May 13, 2006 at 7:21 pm (Uncategorized)

I think I might have a winner for favorite Australian city. Perth rocked.

The day that I got there it was still early. I spent the day roaming the city and getting my bearings (my sense of direction has been less than reliable as of late). I also realized quickly that I needed a solid plan for the following two days or else I would just get eaten up by indecision. I wrote out a schedule for myself, complete with vital information such as phone numbers and street names, and followed it at all times. It was a little too organized for me, but it maximized my time in Western Australia.

Day two: An early alarm and I was out the door at 9am. I had a weird experience on the train, perfectly awkward in every way. When my stop came up I stood at the door and waited for it to open. It didn't. I didn't get the door figured out in time (there was a plastic patch that you had to press to let it know you wanted out) so I had to go another stop and backtrack. After that, things went a little more smoothly. I got on the bus at Warwick Interchange and managed to get off at just the right stop to land me at the Aquarium of Western Australia!

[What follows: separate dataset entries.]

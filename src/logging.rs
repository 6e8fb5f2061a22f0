//! Tracing subscriber setup
//!
//! `RUST_LOG` wins over the configured level when set.

use tracing_subscriber::{fmt, layer::SubscriberExt, util::SubscriberInitExt, EnvFilter, Layer};

use crate::config::LogConfig;

/// Builds the filter for `config`, preferring `RUST_LOG`.
pub fn env_filter(config: &LogConfig) -> EnvFilter {
    EnvFilter::try_from_default_env()
        .or_else(|_| EnvFilter::try_new(&config.level))
        .unwrap_or_else(|_| EnvFilter::new("info"))
}

/// Installs the global subscriber. Later calls are no-ops.
pub fn init(config: &LogConfig) {
    let filter = env_filter(config);
    let fmt_layer = if config.json {
        fmt::layer().json().with_current_span(false).boxed()
    } else {
        fmt::layer().with_target(true).boxed()
    };
    let _ = tracing_subscriber::registry()
        .with(fmt_layer.with_filter(filter))
        .try_init();
}
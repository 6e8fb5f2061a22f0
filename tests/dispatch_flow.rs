//! Decode, validate and work through the dispatcher

use std::cell::RefCell;

use axum::http::StatusCode;
use retail_oms::dispatch::{handle, try_handle, DecodeError, DispatchRequest, HandlerError, Stage};
use retail_oms::record::serialize_record;
use retail_oms::schema::{frontdoor_schema, Schema, SchemaField, TypeExpr};
use retail_oms::validation::Datum;
use serde_json::{json, Value};

fn item_schema() -> Schema {
    Schema::new(
        "test",
        "item",
        vec![
            SchemaField::new("id", TypeExpr::string()),
            SchemaField::new("tags", TypeExpr::nullable(TypeExpr::array(TypeExpr::string()))),
        ],
    )
    .unwrap()
}

#[test]
fn test_unsupported_content_type_is_400_naming_the_type() {
    let response = handle(
        &DispatchRequest::new("text/xml", b"<id/>".to_vec()),
        &item_schema(),
        |_| Ok(Value::Null),
    );
    assert_eq!(response.status, StatusCode::BAD_REQUEST);
    assert_eq!(
        response.body,
        json!({"errors": ["Unsupported content type: text/xml"]})
    );
}

#[test]
fn test_missing_content_type_is_400() {
    let request = DispatchRequest {
        content_type: None,
        body: br#"{"id": "x"}"#.to_vec(),
    };
    let err = try_handle(&request, &item_schema(), |_| Ok(Value::Null)).unwrap_err();
    assert_eq!(err, HandlerError::Decode(DecodeError::MissingContentType));
    assert_eq!(err.stage(), Stage::Decoding);
}

#[test]
fn test_invalid_payload_returns_all_messages_without_work() {
    let calls = RefCell::new(0);
    let response = handle(
        &DispatchRequest::new("application/json", br#"{"tags": [1], "x": 0}"#.to_vec()),
        &item_schema(),
        |_| {
            *calls.borrow_mut() += 1;
            Ok(Value::Null)
        },
    );
    assert_eq!(*calls.borrow(), 0);
    assert_eq!(response.status, StatusCode::BAD_REQUEST);
    assert_eq!(
        response.body,
        json!({"errors": [
            "Missing required field \"id\"",
            "The field \"tags\" has a value of \"[1]\" which is not one of the valid types (array of string)",
            "Forbidden field x"
        ]})
    );
}

#[test]
fn test_valid_json_invokes_work_once_with_payload() {
    let seen: RefCell<Vec<Datum>> = RefCell::new(Vec::new());
    let response = handle(
        &DispatchRequest::new("application/json; charset=utf-8", br#"{"id": "x", "tags": null}"#.to_vec()),
        &item_schema(),
        |datum| {
            seen.borrow_mut().push(datum);
            Ok(json!({"ok": true}))
        },
    );
    assert_eq!(response.status, StatusCode::OK);
    assert_eq!(response.body, json!({"ok": true}));

    let seen = seen.into_inner();
    assert_eq!(seen.len(), 1);
    assert_eq!(Value::Object(seen[0].clone()), json!({"id": "x", "tags": null}));
}

#[test]
fn test_avro_body_is_decoded_and_validated() {
    let schema = frontdoor_schema().unwrap();
    let record = json!({"event_info_json_string": "{\"event\":\"add-to-cart\"}"})
        .as_object()
        .cloned()
        .unwrap();
    let body = serialize_record(&record, &schema).unwrap();

    let result = try_handle(&DispatchRequest::new("avro/binary", body), &schema, |datum| {
        Ok(datum["event_info_json_string"].clone())
    })
    .unwrap();
    assert_eq!(result, json!("{\"event\":\"add-to-cart\"}"));
}

#[test]
fn test_work_failure_is_reported() {
    let err = try_handle(
        &DispatchRequest::new("application/json", br#"{"id": "x"}"#.to_vec()),
        &item_schema(),
        |_| Err(vec!["table offline".to_string()]),
    )
    .unwrap_err();
    assert_eq!(err.stage(), Stage::Working);
    assert_eq!(err.messages(), vec!["table offline".to_string()]);
}

#[test]
fn test_non_object_json_is_decode_error() {
    let err = try_handle(
        &DispatchRequest::new("application/json", b"\"just a string\"".to_vec()),
        &item_schema(),
        |_| Ok(Value::Null),
    )
    .unwrap_err();
    assert_eq!(err, HandlerError::Decode(DecodeError::NotAnObject));
}
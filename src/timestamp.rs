//! UTC timestamp helpers
//!
//! Timestamps are stored as RFC 3339 text with microsecond precision and a
//! `Z` suffix, e.g. `2021-05-01T12:30:00.000000Z`.

use chrono::{DateTime, Duration, NaiveDateTime, SecondsFormat, SubsecRound, Utc};
use thiserror::Error;

/// Timestamp parsing errors
#[derive(Debug, Clone, PartialEq, Eq, Error)]
pub enum TimestampError {
    #[error("Invalid timestamp '{0}'")]
    Invalid(String),
}

/// Current time in storage format
pub fn timestamp() -> String {
    to_storage_timestamp(&timestamp_now())
}

/// Formats a UTC time in storage format
pub fn to_storage_timestamp(dt: &DateTime<Utc>) -> String {
    dt.to_rfc3339_opts(SecondsFormat::Micros, true)
}

/// Parses a storage-format timestamp.
///
/// The `Z` suffix is optional; other offsets are accepted and converted.
pub fn parse_timestamp(text: &str) -> Result<DateTime<Utc>, TimestampError> {
    if let Ok(dt) = DateTime::parse_from_rfc3339(text) {
        return Ok(dt.with_timezone(&Utc));
    }
    NaiveDateTime::parse_from_str(text, "%Y-%m-%dT%H:%M:%S%.f")
        .map(|naive| naive.and_utc())
        .map_err(|_| TimestampError::Invalid(text.to_string()))
}

pub fn timestamp_now() -> DateTime<Utc> {
    Utc::now()
}

/// Current time cut to the precision storage keeps, so the value survives a
/// format/parse round trip unchanged
pub fn storage_now() -> DateTime<Utc> {
    timestamp_now().trunc_subsecs(6)
}

pub fn now_plus_seconds(seconds: i64) -> DateTime<Utc> {
    timestamp_now() + Duration::seconds(seconds)
}

pub fn now_plus_minutes(minutes: i64) -> DateTime<Utc> {
    timestamp_now() + Duration::minutes(minutes)
}

pub fn now_plus_hours(hours: i64) -> DateTime<Utc> {
    timestamp_now() + Duration::hours(hours)
}

pub fn now_plus_days(days: i64) -> DateTime<Utc> {
    timestamp_now() + Duration::days(days)
}

pub fn now_plus_weeks(weeks: i64) -> DateTime<Utc> {
    timestamp_now() + Duration::weeks(weeks)
}
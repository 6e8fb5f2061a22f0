//! Topic events through decoding, validation and storage

use std::sync::Arc;

use retail_oms::messaging::{
    avro_handler, forward, Event, InMemoryPublisher, MessagingError, Routed, SkipReason,
    SINK_TABLE_ATTRIBUTE,
};
use retail_oms::record::serialize_records;
use retail_oms::schema::{product_schema, SchemaMode};
use retail_oms::storage::{write_to_table, Database, InMemoryDatabase, TableDef};
use retail_oms::timestamp::parse_timestamp;
use retail_oms::validation::{validate, Datum};
use serde_json::json;

fn product(id: &str) -> Datum {
    json!({
        "id": id,
        "sku": format!("SKU-{}", id),
        "item_groups": ["shoes"],
        "commit_timestamp": "placeholder"
    })
    .as_object()
    .cloned()
    .unwrap()
}

fn sink(db: &dyn Database, event: &Event) -> Result<Routed<String>, MessagingError> {
    let schema = product_schema(SchemaMode::Backend).unwrap();
    avro_handler(event, "products", |record, _| {
        if let Some(errors) = validate(&schema, &record) {
            return Err(MessagingError::Invalid(errors));
        }
        let committed_at = write_to_table(db, "products", &schema, &record)?;
        Ok(committed_at.to_rfc3339())
    })
}

#[test]
fn test_first_record_of_container_is_stored() {
    let schema = product_schema(SchemaMode::Backend).unwrap();
    let db = InMemoryDatabase::with_tables([TableDef::new("products", schema.column_names())]).unwrap();
    let bytes = serialize_records(&[product("a"), product("b")], &schema).unwrap();
    let event = Event::with_bytes(&bytes).with_attribute(SINK_TABLE_ATTRIBUTE, "products");

    assert!(sink(&db, &event).unwrap().is_handled());

    let rows = db.rows("products").unwrap();
    assert_eq!(rows.len(), 1);
    assert_eq!(rows[0]["id"], "a");
    assert_eq!(rows[0]["item_groups"], json!(["shoes"]));
    let stamp = rows[0]["commit_timestamp"].as_str().unwrap();
    assert_ne!(stamp, "placeholder");
    assert!(parse_timestamp(stamp).is_ok());
}

#[test]
fn test_events_without_attribute_are_skipped() {
    let schema = product_schema(SchemaMode::Backend).unwrap();
    let db = InMemoryDatabase::with_tables([TableDef::new("products", schema.column_names())]).unwrap();
    let event = Event::with_bytes(&serialize_records(&[product("a")], &schema).unwrap());

    assert_eq!(
        sink(&db, &event).unwrap(),
        Routed::Skipped(SkipReason::MissingSinkTable)
    );
    assert_eq!(db.row_count("products").unwrap(), 0);
}

#[test]
fn test_storage_failure_surfaces_as_error() {
    let schema = product_schema(SchemaMode::Backend).unwrap();
    let db = InMemoryDatabase::new();
    let event = Event::with_bytes(&serialize_records(&[product("a")], &schema).unwrap())
        .with_attribute(SINK_TABLE_ATTRIBUTE, "products");

    assert!(matches!(sink(&db, &event), Err(MessagingError::Storage(_))));
}

#[test]
fn test_forward_preserves_payload_for_downstream_sink() {
    let schema = product_schema(SchemaMode::Backend).unwrap();
    let publisher = Arc::new(InMemoryPublisher::new());
    let event = Event::with_bytes(&serialize_records(&[product("z")], &schema).unwrap())
        .with_attribute(SINK_TABLE_ATTRIBUTE, "products");

    forward(&event, "products", &schema, publisher.as_ref(), "validated").unwrap();

    let message = publisher.messages_for("validated").unwrap().remove(0);
    let republished = Event::with_bytes(&message.data).with_attribute(SINK_TABLE_ATTRIBUTE, "products");
    let db = InMemoryDatabase::with_tables([TableDef::new("products", schema.column_names())]).unwrap();
    sink(&db, &republished).unwrap();
    assert_eq!(db.rows("products").unwrap()[0]["sku"], "SKU-z");
}
//! Avro record codec errors

use thiserror::Error;

/// Result type for record encoding and decoding
pub type RecordResult<T> = Result<T, RecordError>;

/// Errors raised while converting records to or from Avro containers
#[derive(Debug, Error)]
pub enum RecordError {
    /// apache-avro rejected the schema, the container or a value
    #[error("Avro error: {0}")]
    Avro(#[from] apache_avro::Error),

    /// A JSON value cannot be represented under the declared type
    #[error("Cannot encode field '{field}': {reason}")]
    Unencodable { field: String, reason: String },

    /// The container holds something other than records
    #[error("Expected an Avro record, found {0}")]
    NotARecord(String),

    /// The Avro value has no JSON representation here
    #[error("Unsupported Avro value: {0}")]
    Unsupported(String),
}

impl RecordError {
    pub(crate) fn unencodable(field: &str, reason: impl Into<String>) -> Self {
        Self::Unencodable {
            field: field.to_string(),
            reason: reason.into(),
        }
    }
}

The aquarium looks really small, but you can't see more than a quarter of it from the outside. Inside, your path is marked for you. The starting point is one of Australia's biggest tanks and the underwater walkway that you get to see everything through. They had the biggest stingrays I've ever seen. I have a video of them being fed that is currently sitting on my camera until I get my bookie out and learn how to put it on my computer. They also had lots of sharks and a couple of fair-size sea turtles. I was completely mesmerized.

After the half hour I spent in the tunnel, I went upstairs to see the Western Australian/Indian Ocean sealife. I hated Finding Nemo so I was not particularly excited for the clown fish, but then they turned out to be a lot smaller and cuter than I had realized. One of them was even playing hide-and-seek. I also saw a picture of a box jellyfish (one of the deadliest creatures in the world) but was disappointed that they did not have a live specimen ready for my inspection. Booooooo.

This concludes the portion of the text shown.